◆ **WHAT TO PRODUCE**
Reproduce word for word the lines between those holding "still open after" and "1 => Ok(Self", inclusive, and nothing else from the data below.
○ ○ ○ ○
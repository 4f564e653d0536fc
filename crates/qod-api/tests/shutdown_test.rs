//! End-to-end shutdown behaviour against a real listener.

mod helpers;

use axum::{routing::get, Router};
use qod_api::setup::server::serve;
use qod_infra::{ServerLifecycle, ShutdownCoordinator, ShutdownOutcome};
use std::future;
use std::sync::Arc;
use std::time::{Duration, Instant};
use tokio::io::{AsyncReadExt, AsyncWriteExt};
use tokio::net::{TcpListener, TcpStream};
use tokio::sync::Notify;
use tokio::time::{sleep, timeout};

const READ_TIMEOUT: Duration = Duration::from_secs(5);

/// App whose `/slow` handler signals `started` on entry, then takes `delay`.
fn slow_app(delay: Duration, started: Arc<Notify>) -> Router {
    Router::new().route(
        "/slow",
        get(move || async move {
            started.notify_one();
            sleep(delay).await;
            "done"
        }),
    )
}

async fn bind() -> (TcpListener, String) {
    let listener = TcpListener::bind("127.0.0.1:0").await.unwrap();
    let base = format!("http://{}", listener.local_addr().unwrap());
    (listener, base)
}

#[tokio::test]
async fn test_in_flight_request_completes_during_drain() {
    let (listener, base) = bind().await;
    let coordinator = Arc::new(ShutdownCoordinator::new(Duration::from_secs(5)));
    let shutdown = coordinator.shutdown_token();
    let started = Arc::new(Notify::new());

    let server = {
        let coordinator = coordinator.clone();
        let app = slow_app(Duration::from_millis(300), started.clone());
        tokio::spawn(async move {
            serve(listener, app, &coordinator, READ_TIMEOUT, future::pending()).await
        })
    };

    let request = tokio::spawn(reqwest::get(format!("{}/slow", base)));
    started.notified().await;
    assert_eq!(coordinator.state(), ServerLifecycle::Serving);

    shutdown.cancel();

    let response = request.await.unwrap().unwrap();
    assert_eq!(response.status(), reqwest::StatusCode::OK);
    assert_eq!(response.text().await.unwrap(), "done");

    let outcome = server.await.unwrap().unwrap();
    assert_eq!(outcome, ShutdownOutcome::Drained);
    assert_eq!(coordinator.state(), ServerLifecycle::Stopped);

    // The listener is closed once drained
    assert!(reqwest::get(format!("{}/slow", base)).await.is_err());
}

#[tokio::test]
async fn test_drain_timeout_closes_stuck_connections() {
    let (listener, base) = bind().await;
    let coordinator = Arc::new(ShutdownCoordinator::new(Duration::from_millis(300)));
    let started = Arc::new(Notify::new());

    let server = {
        let coordinator = coordinator.clone();
        let app = slow_app(Duration::from_secs(30), started.clone());
        // The termination signal arrives once the request is being handled
        let signal = async move { started.notified().await };
        tokio::spawn(async move {
            serve(listener, app, &coordinator, READ_TIMEOUT, signal).await
        })
    };

    // Never finishes within the drain window
    let stuck = tokio::spawn(reqwest::get(format!("{}/slow", base)));

    let began = Instant::now();
    let outcome = server.await.unwrap().unwrap();
    assert_eq!(outcome, ShutdownOutcome::DrainTimedOut);
    assert!(began.elapsed() < Duration::from_secs(5));
    assert_eq!(coordinator.state(), ServerLifecycle::Stopped);

    // The over-deadline request sees its connection closed instead of a response
    let result = timeout(Duration::from_secs(5), stuck)
        .await
        .expect("stuck request was left running")
        .unwrap();
    assert!(result.is_err(), "request completed: {:?}", result);
}

#[tokio::test]
async fn test_silent_connection_closed_after_read_timeout() {
    let (listener, base) = bind().await;
    let addr = base.trim_start_matches("http://").to_string();
    let coordinator = Arc::new(ShutdownCoordinator::new(Duration::from_secs(5)));
    let shutdown = coordinator.shutdown_token();

    let server = {
        let coordinator = coordinator.clone();
        let app = slow_app(Duration::ZERO, Arc::new(Notify::new()));
        tokio::spawn(async move {
            serve(
                listener,
                app,
                &coordinator,
                Duration::from_millis(200),
                future::pending(),
            )
            .await
        })
    };

    // Start a request line, then never finish the headers
    let mut stream = TcpStream::connect(&addr).await.unwrap();
    stream.write_all(b"GET /slow HTTP/1.1\r\n").await.unwrap();

    let mut buf = Vec::new();
    let closed = timeout(Duration::from_secs(3), stream.read_to_end(&mut buf)).await;
    assert!(closed.is_ok(), "connection still open after read timeout");

    shutdown.cancel();
    assert_eq!(server.await.unwrap().unwrap(), ShutdownOutcome::Drained);
}

#[tokio::test]
async fn test_full_app_drains_on_signal() {
    let config = helpers::test_config(&[]);
    let (router, _) = helpers::test_router(&config);
    let (listener, base) = bind().await;
    let coordinator = Arc::new(ShutdownCoordinator::new(Duration::from_secs(5)));
    let shutdown = coordinator.shutdown_token();

    let server = {
        let coordinator = coordinator.clone();
        tokio::spawn(async move {
            serve(listener, router, &coordinator, READ_TIMEOUT, future::pending()).await
        })
    };

    // Real peer addresses reach the rate limit gate
    let response = reqwest::get(format!("{}/v1/healthcheck", base)).await.unwrap();
    assert_eq!(response.status(), reqwest::StatusCode::OK);
    assert_eq!(response.headers()["x-ratelimit-remaining"], "4");
    drop(response);

    shutdown.cancel();
    assert_eq!(server.await.unwrap().unwrap(), ShutdownOutcome::Drained);
}
use std::path::Path;

use super::IngestError;

/// Placeholder replaced by the resolved source glob.
pub const SOURCE_PATH_MARKER: &str = "{{SOURCE_PATH}}";

/// Extraction query shipped with the binary.
pub const DEFAULT_EXTRACT_QUERY: &str = include_str!("../../queries/extract.sql");

/// A parameterized extraction query with exactly one source path marker.
#[derive(Debug, Clone)]
pub struct QueryTemplate {
    text: String,
}

impl QueryTemplate {
    pub fn new(text: impl Into<String>) -> Result<Self, IngestError> {
        let text = text.into();
        match text.matches(SOURCE_PATH_MARKER).count() {
            1 => Ok(Self { text }),
            n => Err(IngestError::Template(format!(
                "expected exactly one {} marker, found {}",
                SOURCE_PATH_MARKER, n
            ))),
        }
    }

    /// The embedded default query.
    pub fn embedded() -> Result<Self, IngestError> {
        Self::new(DEFAULT_EXTRACT_QUERY)
    }

    /// Load a query from disk.
    pub fn from_file(path: impl AsRef<Path>) -> Result<Self, IngestError> {
        let path = path.as_ref();
        let text = std::fs::read_to_string(path).map_err(|e| {
            IngestError::Template(format!("failed to read {}: {}", path.display(), e))
        })?;
        Self::new(text)
    }

    /// Substitute the source path. The path is inserted verbatim.
    pub fn render(&self, source_path: &str) -> String {
        self.text.replace(SOURCE_PATH_MARKER, source_path)
    }

    pub fn as_str(&self) -> &str {
        &self.text
    }
}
○ ○ ○ ○
◆ **SOLUTION TO THIS TASK**
    assert!(closed.is_ok(), "connection still open after read timeout");

    shutdown.cancel();
    assert_eq!(server.await.unwrap().unwrap(), ShutdownOutcome::Drained);
}

#[tokio::test]
async fn test_full_app_drains_on_signal() {
    let config = helpers::test_config(&[]);
    let (router, _) = helpers::test_router(&config);
    let (listener, base) = bind().await;
    let coordinator = Arc::new(ShutdownCoordinator::new(Duration::from_secs(5)));
    let shutdown = coordinator.shutdown_token();

    let server = {
        let coordinator = coordinator.clone();
        tokio::spawn(async move {
            serve(listener, router, &coordinator, READ_TIMEOUT, future::pending()).await
        })
    };

    // Real peer addresses reach the rate limit gate
    let response = reqwest::get(format!("{}/v1/healthcheck", base)).await.unwrap();
    assert_eq!(response.status(), reqwest::StatusCode::OK);
    assert_eq!(response.headers()["x-ratelimit-remaining"], "4");
    drop(response);

    shutdown.cancel();
    assert_eq!(server.await.unwrap().unwrap(), ShutdownOutcome::Drained);
}
use std::path::Path;

use super::IngestError;

/// Placeholder replaced by the resolved source glob.
pub const SOURCE_PATH_MARKER: &str = "{{SOURCE_PATH}}";

/// Extraction query shipped with the binary.
pub const DEFAULT_EXTRACT_QUERY: &str = include_str!("../../queries/extract.sql");

/// A parameterized extraction query with exactly one source path marker.
#[derive(Debug, Clone)]
pub struct QueryTemplate {
    text: String,
}

impl QueryTemplate {
    pub fn new(text: impl Into<String>) -> Result<Self, IngestError> {
        let text = text.into();
        match text.matches(SOURCE_PATH_MARKER).count() {
            1 => Ok(Self { text }),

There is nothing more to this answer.